Нам ничего неизвестно о реальном поведении материальных носителей при письме у Лейриса («корежилась <ли> бумага»), но из той экспедиции по рубрике сакрального (оно же святотатственное) может пройти разве что поведение участников экспедиции, оскверняющих религиозные сооружения на своем пути[1022]
. Авторы «очерков, правдивых как рефлекс», как было показано, ставят физиологические эксперименты скорее над самими собой, формалист – позволяет технике «обрабатывать» себя[1023], но участник экспедиции, защищенный французской колониальной властью, направляет свое огненное перо на встречаемые на пути чужие объекты и культуры.Всякий объект далекой культуры (или своей собственной, отдаленной во времени) подвергается деконтекстуализации и не только свидетельствует о своей культурной эпохе/среде, но и несет следы вторгающейся культуры. В случае Лейриса бумага терпит не столько этнографическое, сколько автоэтнографическое
письмо, демонстрирующее следы интеллектуальной траектории автора. Как друг многих художников-сюрреалистов, он оказывается чувствителен не столько к документальному материалу, сколько к художественной и даже колониальной логике objet trouvé, всегда подающего автора как оригинального и находчивого человека[1024].Такое продолжение древней французской традиции размывания границ
между жанрами тоже вполне можно назвать колониальным. Если в (после)революционном сознании формалиста жанры с периферии диалектически движутся к центру и постепенно занимают его (кто был никем, тот становится всем)[1025], то в республиканской столице скорее принято поддерживать коммерцию идей по всем возможным направлениям (négociation) – как в науке, так и в литературе, не обращая внимания на границы автономий, всегда формальные и преодолимые для жителя метрополии. От Монтеня до Руссо, не исключая Монтескье, философская рефлексия, интерес к экзотическому и возвращение к себе всегда были пунктами одной увлекательной экспедиции, проходившей в основном за письменным столом.Однако перед тем как восторгаться завоеваниями духа, взглянем, следуя совету Беньямина, на то, как именно французский этносюрреалист пребывает в производственных отношениях эпохи. Трансформирует
ли он аппарат искусства/науки или только «поставляет» его?[1026] Впрочем, можно сразу заметить, что необходимо трансформировать и сам этот вопрос, поскольку на месте слишком немецкого и технического «аппарата» появляется французский и, скорее, институциональный «диспозитив»[1027]. Если автор-как-этнолог[1028] и меняет что-то в ходе своей работы письма, то прежде всего демаркацию между полями науки и литературы. Тогда как за жанровой традицией немецкий ум всегда видит в конечном счете медиатехнический субстрат (и его прогресс, регресс или игнорирование), для французского ума жанр – это прежде всего традиция институциональной принадлежности и коррелирующий с ней тип поведения на письме.Примечательным фактом именно институциональной истории можно назвать, что все первое поколение французских этнологов, формировавшееся при непосредственном участии Мосса в 1920–1930-е и отправлявшееся в экспедиции до начала войны, возвращалось не только с этнографическим трудом, но еще и с так называемой «второй книгой»[1029]
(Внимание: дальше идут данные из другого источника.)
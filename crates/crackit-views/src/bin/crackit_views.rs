//! Derive a listing view from a JSON snapshot and print it as JSON.
//!
//! This binary delegates to `crackit_views::cli` for argument handling and
//! composition, keeping the behaviour testable without spawning a process.

use std::io::{self, Write};
use std::process::ExitCode;

use clap::Parser;
use crackit_views::cli::{Args, run};
use crackit_views::{CliError, ViewSettings};
use tracing::error;
use tracing_subscriber::{EnvFilter, fmt};

fn main() -> ExitCode {
    let args = Args::parse();
    match execute(&args) {
        Ok(output) => {
            write_output(&output);
            ExitCode::SUCCESS
        }
        Err(err) => {
            error!(error = %err, "view derivation failed");
            if let Err(write_err) = writeln!(io::stderr().lock(), "{err}") {
                drop(write_err);
            }
            ExitCode::FAILURE
        }
    }
}

fn execute(args: &Args) -> Result<String, CliError> {
    let settings = match ViewSettings::load_layered() {
        Ok(settings) => settings,
        Err(err) => {
            init_tracing(false);
            return Err(err);
        }
    };
    init_tracing(settings.json_logs);
    run(args, &settings)
}

fn init_tracing(json: bool) {
    let builder = fmt()
        .with_env_filter(EnvFilter::from_default_env())
        .with_writer(io::stderr);
    let result = if json {
        builder.json().try_init()
    } else {
        builder.try_init()
    };
    if let Err(err) = result {
        drop(err);
    }
}

fn write_output(output: &str) {
    if let Err(err) = writeln!(io::stdout().lock(), "{output}") {
        drop(err);
    }
}
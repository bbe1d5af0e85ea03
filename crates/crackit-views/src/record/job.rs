//! Job posting snapshot.

use chrono::{DateTime, Utc};
use serde::{Deserialize, Deserializer, Serialize};

use super::lenient::{self, Fields};
use super::{CompanyRef, Listing, OwnerRef, RecordId, RecordKind, usable_owner};

/// Searchable text fields of a [`JobRecord`].
#[derive(Debug, Clone, Copy, PartialEq, Eq, Hash)]
pub enum JobField {
    /// Posting title.
    Title,
    /// Free-text description.
    Description,
    /// Location text, e.g. `"Remote"` or a city.
    Location,
    /// Name of the hiring company.
    CompanyName,
    /// Employment type, e.g. `"Full-time"`.
    JobType,
}

/// Opaque application entry; only the number of entries is meaningful here.
#[derive(Debug, Clone, PartialEq, Serialize, Deserialize)]
#[serde(transparent)]
pub struct ApplicationRef(serde_json::Value);

impl ApplicationRef {
    /// Wrap a backend application payload.
    #[must_use]
    pub const fn new(payload: serde_json::Value) -> Self {
        Self(payload)
    }
}

/// Input payload for [`JobRecord::new`].
///
/// Used by callers that build snapshots in code rather than decoding them.
#[derive(Debug, Clone, Default, PartialEq)]
pub struct JobDraft {
    /// Backend identifier.
    pub id: RecordId,
    /// Posting title.
    pub title: String,
    /// Free-text description.
    pub description: String,
    /// Location text.
    pub location: String,
    /// Hiring company.
    pub company: CompanyRef,
    /// Employment type.
    pub job_type: String,
    /// Salary magnitude, if advertised.
    pub salary: Option<f64>,
    /// Creation timestamp.
    pub created_at: Option<DateTime<Utc>>,
    /// Recruiter that posted the job.
    pub created_by: Option<OwnerRef>,
    /// Applications received so far.
    pub applications: Vec<ApplicationRef>,
}

/// Job posting as received from the backend.
///
/// ## Invariants
/// - Job postings are never private; visibility is governed solely by the
///   viewer's role and scope mode.
/// - `salary` is finite when present.
#[derive(Debug, Clone, Default, PartialEq, Serialize)]
#[serde(rename_all = "camelCase")]
pub struct JobRecord {
    id: RecordId,
    title: String,
    description: String,
    location: String,
    company: CompanyRef,
    job_type: String,
    salary: Option<f64>,
    created_at: Option<DateTime<Utc>>,
    created_by: Option<OwnerRef>,
    applications: Vec<ApplicationRef>,
}

/// Decodes leniently: `_id` wins over `id`, camelCase keys win over their
/// snake_case spellings, and malformed fields fall back to defaults.
impl<'de> Deserialize<'de> for JobRecord {
    fn deserialize<D: Deserializer<'de>>(deserializer: D) -> Result<Self, D::Error> {
        let mut fields = Fields::deserialize(deserializer)?;
        Ok(Self {
            id: RecordId::from(fields.take(&lenient::ID_KEYS)),
            title: lenient::text(fields.take(&["title"])),
            description: lenient::text(fields.take(&["description"])),
            location: lenient::text(fields.take(&["location"])),
            company: CompanyRef::from(fields.take(&["company"])),
            job_type: lenient::text(fields.take(&["jobType", "job_type"])),
            salary: lenient::salary(&fields.take(&["salary"])),
            created_at: lenient::timestamp(&fields.take(&["createdAt", "created_at"])),
            created_by: lenient::owner(fields.take(&["createdBy", "created_by"])),
            applications: lenient::sequence(fields.take(&["applications"])),
        })
    }
}

impl JobRecord {
    /// Construct a snapshot from a draft. Non-finite salaries are dropped.
    #[must_use]
    pub fn new(draft: JobDraft) -> Self {
        Self::from(draft)
    }

    /// Posting title.
    #[must_use]
    pub fn title(&self) -> &str {
        self.title.as_str()
    }

    /// Free-text description.
    #[must_use]
    pub fn description(&self) -> &str {
        self.description.as_str()
    }

    /// Location text.
    #[must_use]
    pub fn location(&self) -> &str {
        self.location.as_str()
    }

    /// Hiring company.
    #[must_use]
    pub const fn company(&self) -> &CompanyRef {
        &self.company
    }

    /// Employment type.
    #[must_use]
    pub fn job_type(&self) -> &str {
        self.job_type.as_str()
    }

    /// Recruiter that posted the job, when the backend included it.
    #[must_use]
    pub const fn created_by(&self) -> Option<&OwnerRef> {
        self.created_by.as_ref()
    }

    /// Applications received so far.
    #[must_use]
    pub fn applications(&self) -> &[ApplicationRef] {
        self.applications.as_slice()
    }

    /// Number of applications, as shown on listing cards.
    #[must_use]
    pub fn applicant_count(&self) -> usize {
        self.applications.len()
    }
}

impl From<JobDraft> for JobRecord {
    fn from(draft: JobDraft) -> Self {
        Self {
            id: draft.id,
            title: draft.title,
            description: draft.description,
            location: draft.location,
            company: draft.company,
            job_type: draft.job_type,
            salary: draft.salary.filter(|salary| salary.is_finite()),
            created_at: draft.created_at,
            created_by: draft.created_by,
            applications: draft.applications,
        }
    }
}

impl Listing for JobRecord {
    type Field = JobField;

    const KIND: RecordKind = RecordKind::Job;

    const SEARCH_FIELDS: &'static [JobField] = &[
        JobField::Title,
        JobField::Description,
        JobField::Location,
        JobField::CompanyName,
    ];

    fn id(&self) -> &RecordId {
        &self.id
    }

    fn field_text(&self, field: JobField) -> &str {
        match field {
            JobField::Title => self.title(),
            JobField::Description => self.description(),
            JobField::Location => self.location(),
            JobField::CompanyName => self.company.name(),
            JobField::JobType => self.job_type(),
        }
    }

    fn owner_id(&self) -> Option<&RecordId> {
        self.created_by.as_ref().and_then(usable_owner)
    }

    fn is_private(&self) -> bool {
        false
    }

    fn category(&self) -> Option<&str> {
        Some(self.job_type())
    }

    fn created_at(&self) -> Option<DateTime<Utc>> {
        self.created_at
    }

    fn salary(&self) -> Option<f64> {
        self.salary
    }
}

#[cfg(test)]
mod tests {
    //! Decoding of backend job payloads.

    use chrono::TimeZone;
    use serde_json::json;

    use super::*;

    #[test]
    fn decodes_populated_backend_payload() {
        let job: JobRecord = serde_json::from_value(json!({
            "_id": "j1",
            "title": "Backend Engineer",
            "description": "Rust services",
            "location": "Pune",
            "company": { "_id": "c1", "name": "Acme" },
            "jobType": "Full-time",
            "salary": 18,
            "createdAt": "2024-01-01T09:00:00.000Z",
            "created_by": { "_id": "r1", "fullname": "Grace Hopper" },
            "applications": ["a1", "a2", "a3"]
        }))
        .expect("job decodes");

        assert_eq!(job.id().as_str(), "j1");
        assert_eq!(job.company().name(), "Acme");
        assert_eq!(job.job_type(), "Full-time");
        assert_eq!(job.salary(), Some(18.0));
        assert_eq!(
            job.created_at(),
            Utc.with_ymd_and_hms(2024, 1, 1, 9, 0, 0).single()
        );
        assert_eq!(job.owner_id().map(RecordId::as_str), Some("r1"));
        assert_eq!(job.applicant_count(), 3);
    }

    #[test]
    fn sparse_payload_degrades_to_defaults() {
        let job: JobRecord = serde_json::from_value(json!({
            "id": 3,
            "title": null,
            "company": null,
            "applications": null
        }))
        .expect("job decodes");

        assert_eq!(job.id().as_str(), "3");
        assert_eq!(job.title(), "");
        assert_eq!(job.field_text(JobField::CompanyName), "");
        assert_eq!(job.category(), Some(""));
        assert_eq!(job.salary(), None);
        assert_eq!(job.created_at(), None);
        assert!(job.owner_id().is_none());
        assert_eq!(job.applicant_count(), 0);
    }

    #[test]
    fn duplicate_key_spellings_prefer_the_backend_names() {
        let job: JobRecord = serde_json::from_value(json!({
            "_id": "j1",
            "id": "j1-virtual",
            "title": "Backend Engineer",
            "jobType": "Full-time",
            "job_type": "Part-time",
            "createdAt": "2024-01-01",
            "created_at": "2023-06-01",
            "createdBy": null,
            "created_by": "r1"
        }))
        .expect("job decodes");

        assert_eq!(job.id().as_str(), "j1");
        assert_eq!(job.job_type(), "Full-time");
        assert_eq!(
            job.created_at(),
            Utc.with_ymd_and_hms(2024, 1, 1, 0, 0, 0).single()
        );
        assert_eq!(job.owner_id().map(RecordId::as_str), Some("r1"));
    }

    #[test]
    fn non_object_payloads_are_rejected() {
        assert!(serde_json::from_value::<JobRecord>(json!("j1")).is_err());
    }

    #[test]
    fn drafts_drop_non_finite_salaries() {
        let job = JobRecord::new(JobDraft {
            salary: Some(f64::NAN),
            ..JobDraft::default()
        });
        assert_eq!(job.salary(), None);
    }

    #[test]
    fn jobs_are_never_private() {
        let job: JobRecord =
            serde_json::from_value(json!({ "id": 1, "isPrivate": true })).expect("job decodes");
        assert!(!job.is_private());
    }
}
– произведением скорее литературным или, во всяком случае, не подчиняющимся канонической форме научной монографии. (Во Франции канон такой монографии был сформирован Моссом, гибридизировавшим англо-американский жанр ethnographic account с французской традицией «позитивистской» истории[1030].) Более того, с ними со всеми не только случалась эта загадочная «вторая книга» по возвращении, но они уже отправлялись в экспедицию с этой моделью двойственного институционального характера своего путешествия и планируемых письменных отправлений[1031]. Случай Лейриса оказывается не уникальным, но только наиболее выразительным – «Призрачная Африка», «вторая книга», выходит первой и несколько лет остается единственной публикаций автора-как-этнолога.